La pequeña caravana marchó recorriendo distintos lugares donde la pobreza de las casas era evidente y elocuente.
Con la llegada de la música los perros, la mayoría de ellos de una flacura notoria, salían casi sin ganas de ladrar pero dispuestos a estar presentes.
En cada lugar, casi como un empeño, el sol me daba en el rostro.
Los niños surgían de todos lados con prisa y expectativa.
Niños, casi todos ellos, esmirriados e inquietos. Los adultos llegaban un poco más tarde despuntando el día que recién comenzaban.
Saludos, explicaciones y algún poco de conversación.
No era una visita sino un encuentro casi fugaz pero harto elocuente.
Los niños salían disparados a observar desde lejos el obsequio recibido mientras que los adultos buscaban algún recipiente para recibir la comida que se entregaba.
Casitas de costaneros y chapas eran un grito elocuente de carencias y precariedad.
Era una situación que se reiteraba en cada lugar donde la caravana se detenía.
Parecía que el sol se entretenía en saludar a cada uno de los moradores de aquellos lugares.
Los niños corrían para abrazarle y el sol se inclinaba para besarles.
Los adultos conversaban junto al sol para hacerle llegar algún cuento o algún planteo.
El sol parecía correr en todas las direcciones para obsequiar su cercanía y calidez.
Solamente me distraía, de su golpear mi rostro, el deber cumplir con una tarea que había descubierto y me hacía sentir útil.
A medida iba transcurriendo la mañana el sol brillaba con más fuerza. Ya no solamente me daba en el rostro sino que, también, me hacía sentir su calidez.
Por todos lados muchos niños, muchas carencias y abundancia de perros flacos.
Parecía que la gente del lugar ya estaba acostumbrada a aquellas presencias puesto que eran muy pocos los que salían a la calle para ver pasar aquella caravana.
En cada lado en que se detenía aquella marcha los niños afloraban de todos lados buscando algo.
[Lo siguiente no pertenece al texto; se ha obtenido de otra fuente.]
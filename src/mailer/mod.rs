//! Outgoing mail
//!
//! Builds a MIME message from [`EmailOptions`] and hands it to SMTP or to a
//! pickup directory. Delivery problems are reported in the [`SendResponse`]
//! rather than as errors.

mod error;
mod types;

pub use error::MailerError;
pub use types::{Address, EmailOptions, SecureSocketOptions, SendResponse, SmtpOptions};

use lettre::message::header::ContentType;
use lettre::message::{Attachment, Mailbox, MultiPart, SinglePart};
use lettre::transport::smtp::authentication::Credentials;
use lettre::transport::smtp::client::{Tls, TlsParameters};
use lettre::{
    AsyncFileTransport, AsyncSmtpTransport, AsyncTransport, Message, Tokio1Executor,
};
use tracing::{debug, info, warn};

/// Port where `Auto` security switches to implicit TLS
const SMTPS_PORT: u16 = 465;

pub struct Mailer {
    email: EmailOptions,
    smtp: SmtpOptions,
}

impl Mailer {
    pub fn new(email: EmailOptions, smtp: SmtpOptions) -> Self {
        Self { email, smtp }
    }

    /// Attachments are read through tokio, so this never blocks the runtime
    pub async fn build_message(&self) -> Result<Message, MailerError> {
        let from = self.email.from.as_ref().ok_or(MailerError::MissingSender)?;
        let from = mailbox(from)?;
        let reply_to = match &self.email.reply_to {
            Some(addr) => mailbox(addr)?,
            None => from.clone(),
        };

        let mut builder = Message::builder()
            .from(from)
            .reply_to(reply_to)
            .subject(self.email.subject.as_str())
            .message_id(Some(format!("<{}@ferrykit>", uuid::Uuid::new_v4())));

        for addr in &self.email.to {
            builder = builder.to(mailbox(addr)?);
        }
        for addr in &self.email.cc {
            builder = builder.cc(mailbox(addr)?);
        }
        for addr in &self.email.bcc {
            builder = builder.bcc(mailbox(addr)?);
        }

        let body_type = if self.email.is_body_html {
            ContentType::TEXT_HTML
        } else {
            ContentType::TEXT_PLAIN
        };

        if self.email.attachments.is_empty() {
            return Ok(builder.header(body_type).body(self.email.body.clone())?);
        }

        let mut parts = MultiPart::mixed().singlepart(
            SinglePart::builder()
                .header(body_type)
                .body(self.email.body.clone()),
        );
        for path in &self.email.attachments {
            let content = tokio::fs::read(path)
                .await
                .map_err(|source| MailerError::Attachment {
                    path: path.clone(),
                    source,
                })?;
            let name = path
                .file_name()
                .map(|n| n.to_string_lossy().into_owned())
                .unwrap_or_else(|| "attachment".to_string());
            let mime = mime_guess::from_path(path).first_or_octet_stream();
            let content_type = ContentType::parse(mime.essence_str())?;
            parts = parts.singlepart(Attachment::new(name).body(content, content_type));
        }

        Ok(builder.multipart(parts)?)
    }

    /// Build and deliver the message
    pub async fn send(&self) -> SendResponse {
        let message = match self.build_message().await {
            Ok(m) => m,
            Err(e) => {
                warn!("Failed to build mail message: {}", e);
                return SendResponse::failed(e);
            }
        };

        let result = match &self.smtp.pickup_directory {
            Some(dir) => self.drop_in_pickup(dir, message).await,
            None => self.send_smtp(message).await,
        };

        match result {
            Ok(id) => {
                info!("Mail '{}' sent ({})", self.email.subject, id);
                SendResponse::sent(id)
            }
            Err(e) => {
                warn!("Failed to send mail '{}': {}", self.email.subject, e);
                SendResponse::failed(e)
            }
        }
    }

    async fn drop_in_pickup(
        &self,
        dir: &std::path::Path,
        message: Message,
    ) -> Result<String, MailerError> {
        debug!("Writing mail to pickup directory {:?}", dir);
        tokio::fs::create_dir_all(dir).await?;
        let transport = AsyncFileTransport::<Tokio1Executor>::new(dir);
        Ok(transport.send(message).await?)
    }

    async fn send_smtp(&self, message: Message) -> Result<String, MailerError> {
        let message_id = message
            .headers()
            .get_raw("Message-ID")
            .map(str::to_string)
            .unwrap_or_default();

        let mut builder = AsyncSmtpTransport::<Tokio1Executor>::builder_dangerous(&self.smtp.server)
            .port(self.smtp.port)
            .tls(self.tls()?);

        if self.smtp.requires_authentication {
            let user = self.smtp.user.clone().unwrap_or_default();
            let password = self.smtp.password.clone().unwrap_or_default();
            builder = builder.credentials(Credentials::new(user, password));
        }

        debug!(
            "Sending mail via {}:{} ({:?})",
            self.smtp.server, self.smtp.port, self.smtp.security
        );
        let response = builder.build().send(message).await?;
        debug!("SMTP response: {:?}", response.code());
        Ok(message_id)
    }

    fn tls(&self) -> Result<Tls, MailerError> {
        let params = || TlsParameters::new(self.smtp.server.clone());
        Ok(match self.smtp.security {
            SecureSocketOptions::None => Tls::None,
            SecureSocketOptions::Auto if self.smtp.port == SMTPS_PORT => Tls::Wrapper(params()?),
            SecureSocketOptions::Auto | SecureSocketOptions::StartTlsWhenAvailable => {
                Tls::Opportunistic(params()?)
            }
            SecureSocketOptions::SslOnConnect => Tls::Wrapper(params()?),
            SecureSocketOptions::StartTls => Tls::Required(params()?),
        })
    }
}

fn mailbox(addr: &Address) -> Result<Mailbox, MailerError> {
    let email = addr
        .email
        .trim()
        .parse::<lettre::Address>()
        .map_err(|source| MailerError::InvalidAddress {
            address: addr.email.clone(),
            source,
        })?;
    Ok(Mailbox::new(addr.display_name.clone(), email))
}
Algunos niños muy pequeños se acercaban de la mano de algún adulto.
Algún adulto, llevando a algún pequeño de la mano, debía caminar varios metros hasta la próxima detención puesto que lo hacían con mucha lentitud y algunos, desanimados, dejaban que la caravana se alejase sin poder llegar hasta alguno de los coches.
Los tachos que acercaban para llevar algo de comida presentaban una diversidad asombrosa. Algunos no lucían muy pulcros, otros mostraban mucha utilización y no faltaban los muy limpios e impecables.
Tal variedad no hacía otra cosa que poner de relieve los lugares de donde provenían aunque no era una realidad objetiva.
No faltaban algunos adultos que, sin moverse de sus asientos, se encargaban de azuzar a los niños para que actuasen mientras ellos esperaban para ver lo obtenido por estos.
Ya casi sobre el medio día el sol se encontraba en su esplendor y se las ingeniaba para estar en todos los lugares. Ya en la marcha como en los destinatarios de cada lugar.
Algunos niños se encargaban de suplir a los perros que se quedaban dormitando, luego de algunas vueltas por entre todos los lugares, puesto que corrían detrás de la caravana esperando recibir algo más.
Yo, cumpliendo con la tarea asumida, no hacía otra cosa que disfrutar el sol de esa mañana.
Lo disfrutaba viéndole brillar.
Lo disfrutaba viéndole despertar sonrisas.
Lo disfrutaba viéndole muy cerca de cada persona que le recibía.
Tenía el sol en el rostro pero no podía hacer otra cosa que disfrutarle ya que Jesús siempre es un sol que nos ilumina e impulsa.